The current study aimed to introduce and evaluate a novel psychometric instrument, suitable for the measurement of attitudes towards historic gardens. Two factor analyses and correlations with convergent and discriminant references indicated sufficient validity. The analysis of test-retest-reliability and internal consistency led to adequate results as well. The study’s outcome is in accordance with the three-component-model of attitudes (Maio et al. 2019). Even though the EFA had to be forced on three factors, the confirmatory factor analysis indicated a sufficient model-fit of the tripartite solution. Insofar, the current results support the implementation of the behavioural component into the attitude-construct. Taking a look at the results of the CFA, it is especially striking that the correlation between the behavioural and affective component is notably lower than the other ones are (Fig. 2).
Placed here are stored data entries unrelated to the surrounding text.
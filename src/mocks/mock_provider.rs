use crate::provider::{CompletionProvider, CompletionRequest, EventStream, FinishReason, ProviderEvent};
use crate::types::{Message, Usage};
use anyhow::Result;
use async_trait::async_trait;
use futures::stream::{self, StreamExt};
use std::collections::VecDeque;
use std::sync::atomic::{AtomicUsize, Ordering};
use std::sync::{Arc, Mutex};

#[derive(Clone, Debug)]
pub enum Scripted {
    Event(ProviderEvent),
    Fail(String),
}

/// Provider that replays pre-recorded rounds and remembers what it was sent.
#[derive(Clone, Default)]
pub struct MockProvider {
    rounds: Arc<Mutex<VecDeque<Vec<Scripted>>>>,
    call_history: Arc<Mutex<Vec<Vec<Message>>>>,
    events_pulled: Arc<AtomicUsize>,
}

impl MockProvider {
    pub fn new() -> Self {
        Self::default()
    }

    pub fn add_round(&mut self, events: Vec<ProviderEvent>) {
        self.rounds
            .lock()
            .unwrap()
            .push_back(events.into_iter().map(Scripted::Event).collect());
    }

    pub fn add_text_response(&mut self, content: &str) {
        self.add_round(vec![
            ProviderEvent::Text(content.to_string()),
            stop(None),
        ]);
    }

    pub fn add_tool_call_response(&mut self, id: &str, tool_name: &str, args: &str) {
        self.add_round(vec![
            tool_fragment(id, Some(tool_name), Some(args)),
            ProviderEvent::RoundComplete {
                reason: FinishReason::ToolCalls,
                usage: None,
            },
        ]);
    }

    /// A round that emits `before` and then fails with `error_msg`.
    pub fn add_error_response(&mut self, before: Vec<ProviderEvent>, error_msg: &str) {
        let mut round: Vec<Scripted> = before.into_iter().map(Scripted::Event).collect();
        round.push(Scripted::Fail(error_msg.to_string()));
        self.rounds.lock().unwrap().push_back(round);
    }

    pub fn get_call_history(&self) -> Vec<Vec<Message>> {
        self.call_history.lock().unwrap().clone()
    }

    pub fn events_pulled(&self) -> usize {
        self.events_pulled.load(Ordering::SeqCst)
    }

    fn pop_round(&self) -> Vec<Scripted> {
        self.rounds.lock().unwrap().pop_front().unwrap_or_else(|| {
            vec![
                Scripted::Event(ProviderEvent::Text("No more mock responses configured".to_string())),
                Scripted::Event(stop(None)),
            ]
        })
    }
}

#[async_trait]
impl CompletionProvider for MockProvider {
    async fn stream(&self, request: CompletionRequest<'_>) -> Result<EventStream> {
        // Store the call for verification
        self.call_history.lock().unwrap().push(request.messages.to_vec());

        let pulled = self.events_pulled.clone();
        let events = stream::iter(self.pop_round()).map(move |scripted| {
            pulled.fetch_add(1, Ordering::SeqCst);
            match scripted {
                Scripted::Event(event) => Ok(event),
                Scripted::Fail(msg) => Err(anyhow::anyhow!(msg)),
            }
        });
        Ok(Box::pin(events))
    }

    fn label(&self) -> &str {
        "scripted"
    }
}

pub fn tool_fragment(id: &str, name: Option<&str>, args: Option<&str>) -> ProviderEvent {
    ProviderEvent::ToolCallFragment {
        id: id.to_string(),
        name: name.map(str::to_string),
        arguments: args.map(str::to_string),
    }
}

pub fn stop(usage: Option<Usage>) -> ProviderEvent {
    ProviderEvent::RoundComplete {
        reason: FinishReason::Stop,
        usage,
    }
}

pub fn tool_calls_done(usage: Option<Usage>) -> ProviderEvent {
    ProviderEvent::RoundComplete {
        reason: FinishReason::ToolCalls,
        usage,
    }
}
In case of the current data, the general evaluation of the garden’s usefulness seems to be stronger connected with behaviour than affective considerations. However, it must be emphasised that the current scale does not measure manifest action. The items only register self-reported behavioural intentions. The relevance of an intentional disposition for concrete behaviour is disputable per se.
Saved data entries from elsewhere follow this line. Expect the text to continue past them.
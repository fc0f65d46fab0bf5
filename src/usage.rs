//! Token accounting and per-turn metrics

use crate::types::{Message, ToolCallRecord, Usage};
use chrono::{DateTime, Utc};
use serde::{Deserialize, Serialize};
use tracing::info;

/// USD per 1M tokens (input, output).
const PRICING_PER_1M: &[(&str, f64, f64)] = &[
    ("gpt-4o-mini", 0.30, 1.20),
    ("gpt-4o", 3.75, 15.00),
];

impl Usage {
    /// Fold in a provider report. Providers report running totals, so each
    /// counter keeps its maximum instead of summing.
    pub fn merge_max(&mut self, reported: Usage) {
        self.prompt_tokens = self.prompt_tokens.max(reported.prompt_tokens);
        self.completion_tokens = self.completion_tokens.max(reported.completion_tokens);
    }

    /// Word-count estimate for providers that report nothing.
    ///
    /// Prompt tokens cover every message in `context`, completion tokens the
    /// answer. Both are at least 1.
    pub fn estimate(context: &[Message], answer: &str) -> Usage {
        let prompt = context
            .iter()
            .map(|m| m.content.split_whitespace().count() as u64)
            .sum::<u64>();
        Usage {
            prompt_tokens: prompt.max(1),
            completion_tokens: (answer.split_whitespace().count() as u64).max(1),
        }
    }
}

/// Strip a dated snapshot suffix: `gpt-4o-mini-2024-07-18` -> `gpt-4o-mini`.
fn base_model_name(model: &str) -> &str {
    model.split("-20").next().unwrap_or(model)
}

pub fn estimate_cost_usd(model: &str, usage: Usage) -> f64 {
    let base = base_model_name(model);
    PRICING_PER_1M
        .iter()
        .find(|(name, _, _)| *name == base)
        .map(|(_, input, output)| {
            (usage.prompt_tokens as f64 / 1_000_000.0) * input
                + (usage.completion_tokens as f64 / 1_000_000.0) * output
        })
        .unwrap_or(0.0)
}

#[derive(Serialize, Deserialize, Clone, Debug, PartialEq)]
pub struct TurnMetrics {
    pub conversation_id: String,
    pub ts: DateTime<Utc>,
    pub model: String,
    pub latency_ms: u64,
    pub prompt_tokens: u64,
    pub completion_tokens: u64,
    pub cost_usd_est: f64,
    pub tool_calls: Vec<ToolCallRecord>,
}

/// Receives one record per completed turn.
#[cfg_attr(test, mockall::automock)]
pub trait UsageSink: Send + Sync {
    fn record(&self, metrics: TurnMetrics);
}

/// Emits each turn as a structured log event.
pub struct TracingUsageSink;

impl UsageSink for TracingUsageSink {
    fn record(&self, metrics: TurnMetrics) {
        let tools: Vec<&str> = metrics.tool_calls.iter().map(|t| t.name.as_str()).collect();
        info!(
            target: "taskchat::metrics",
            conversation_id = %metrics.conversation_id,
            model = %metrics.model,
            latency_ms = metrics.latency_ms,
            prompt_tokens = metrics.prompt_tokens,
            completion_tokens = metrics.completion_tokens,
            cost_usd_est = metrics.cost_usd_est,
            tool_calls = ?tools,
            "turn completed"
        );
    }
}
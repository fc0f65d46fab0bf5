pub use self::get_weather::GetWeather;
pub use self::lookup_kb::LookupKb;

mod get_weather;
mod lookup_kb;

use crate::types::JsonMap;
use anyhow::anyhow;
use serde_json::Value;

/// A side-effecting function the model may call by name.
///
/// Tools are synchronous. The turn driver runs them on the blocking pool, one
/// at a time.
pub trait Tool: Send + Sync {
    fn name(&self) -> &'static str;

    fn description(&self) -> &'static str;

    /// JSON-Schema object describing the accepted arguments.
    fn parameters(&self) -> Value;

    fn call(&self, args: &JsonMap) -> anyhow::Result<JsonMap>;
}

pub(crate) fn required_str<'a>(args: &'a JsonMap, key: &str) -> anyhow::Result<&'a str> {
    args.get(key)
        .and_then(Value::as_str)
        .ok_or_else(|| anyhow!("missing required string argument '{}'", key))
}
use crate::conversation::Conversation;
use crate::error::StoreError;
use crate::types::Message;
use chrono::Utc;
use std::collections::HashMap;
use std::sync::{Arc, Mutex, MutexGuard, PoisonError};
use tokio::sync::{Mutex as SlotMutex, OwnedMutexGuard};

/// In-memory conversation store keyed by conversation id.
///
/// Reads hand out snapshots. Writes go through [`ConversationStore::commit`],
/// which checks the snapshot version, or through the unconditional
/// [`set`](ConversationStore::set) / [`append`](ConversationStore::append).
#[derive(Default)]
pub struct ConversationStore {
    conversations: Mutex<HashMap<String, Conversation>>,
    slots: Mutex<HashMap<String, Arc<SlotMutex<()>>>>,
}

impl ConversationStore {
    pub fn new() -> Self {
        Self::default()
    }

    fn conversations(&self) -> MutexGuard<'_, HashMap<String, Conversation>> {
        self.conversations.lock().unwrap_or_else(PoisonError::into_inner)
    }

    /// Snapshot of the conversation; an unknown id yields an empty one at
    /// version 0.
    pub fn get(&self, id: &str) -> Conversation {
        self.conversations()
            .get(id)
            .cloned()
            .unwrap_or_else(|| Conversation::new(id))
    }

    /// Replace the message list. Returns the new version.
    pub fn set(&self, id: &str, messages: Vec<Message>) -> u64 {
        let mut map = self.conversations();
        let conv = map.entry(id.to_string()).or_insert_with(|| Conversation::new(id));
        conv.messages = messages;
        bump(conv)
    }

    /// Append one message. Returns the new version.
    #[allow(dead_code)]
    pub fn append(&self, id: &str, msg: Message) -> u64 {
        let mut map = self.conversations();
        let conv = map.entry(id.to_string()).or_insert_with(|| Conversation::new(id));
        conv.add_message(msg);
        bump(conv)
    }

    /// Write `snapshot` back if nobody else wrote since it was read.
    pub fn commit(&self, snapshot: &Conversation) -> Result<u64, StoreError> {
        let mut map = self.conversations();
        let found = map.get(&snapshot.id).map(|c| c.version).unwrap_or(0);
        if found != snapshot.version {
            return Err(StoreError::VersionConflict {
                id: snapshot.id.clone(),
                expected: snapshot.version,
                found,
            });
        }
        let mut next = snapshot.clone();
        let version = bump(&mut next);
        map.insert(snapshot.id.clone(), next);
        Ok(version)
    }

    /// Wait for the single execution slot of a conversation. Holding the guard
    /// keeps other turns for the same id out.
    pub async fn acquire(&self, id: &str) -> OwnedMutexGuard<()> {
        let slot = {
            let mut slots = self.slots.lock().unwrap_or_else(PoisonError::into_inner);
            slots.entry(id.to_string()).or_default().clone()
        };
        slot.lock_owned().await
    }

    pub fn len(&self) -> usize {
        self.conversations().len()
    }
}

fn bump(conv: &mut Conversation) -> u64 {
    conv.version += 1;
    conv.updated_at = Utc::now();
    conv.version
}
Finally, it can be stated that the Garden Heritage Scale represents a suitable measurement tool, directly anchored in well-established attitude-theory. The scale will enable the systematic evaluation of educational programs in historic greenery such as guided tours or exhibitions. The instrument may contribute to an improvement of such educational offers. At the same time, it can support the development of a new empirical research field, addressing environmental psychology as well as heritage studies.

Limitations

Tough the current study has been conducted with care, some limitations need to be mentioned: The data used for the initial EFA and the calculation of international consistency was collected with questionnaires that were designed slightly different, also some context-items differed. However, in these cases, no groups have been compared, only statistical interrelations between the items were analysed. The design of the tools used for the determination of criterion-related validity also slightly differed, but these variations only concerned the collection of sociodemographic data at the beginning of the questionnaire. Furthermore, it needs to be mentioned that the questionnaires used during the advanced stages of the study contained the whole initial scale of 18 items. However, only the appropriate items identified during the initial EFA were analysed statistically. Another important limitation consists in the fact that the current study worked with relatively small samples, mostly characterised by an overrepresentation of young female adults. Consequently, representativeness for the general population cannot be claimed. Applicability in different target groups needs to be evaluated with caution.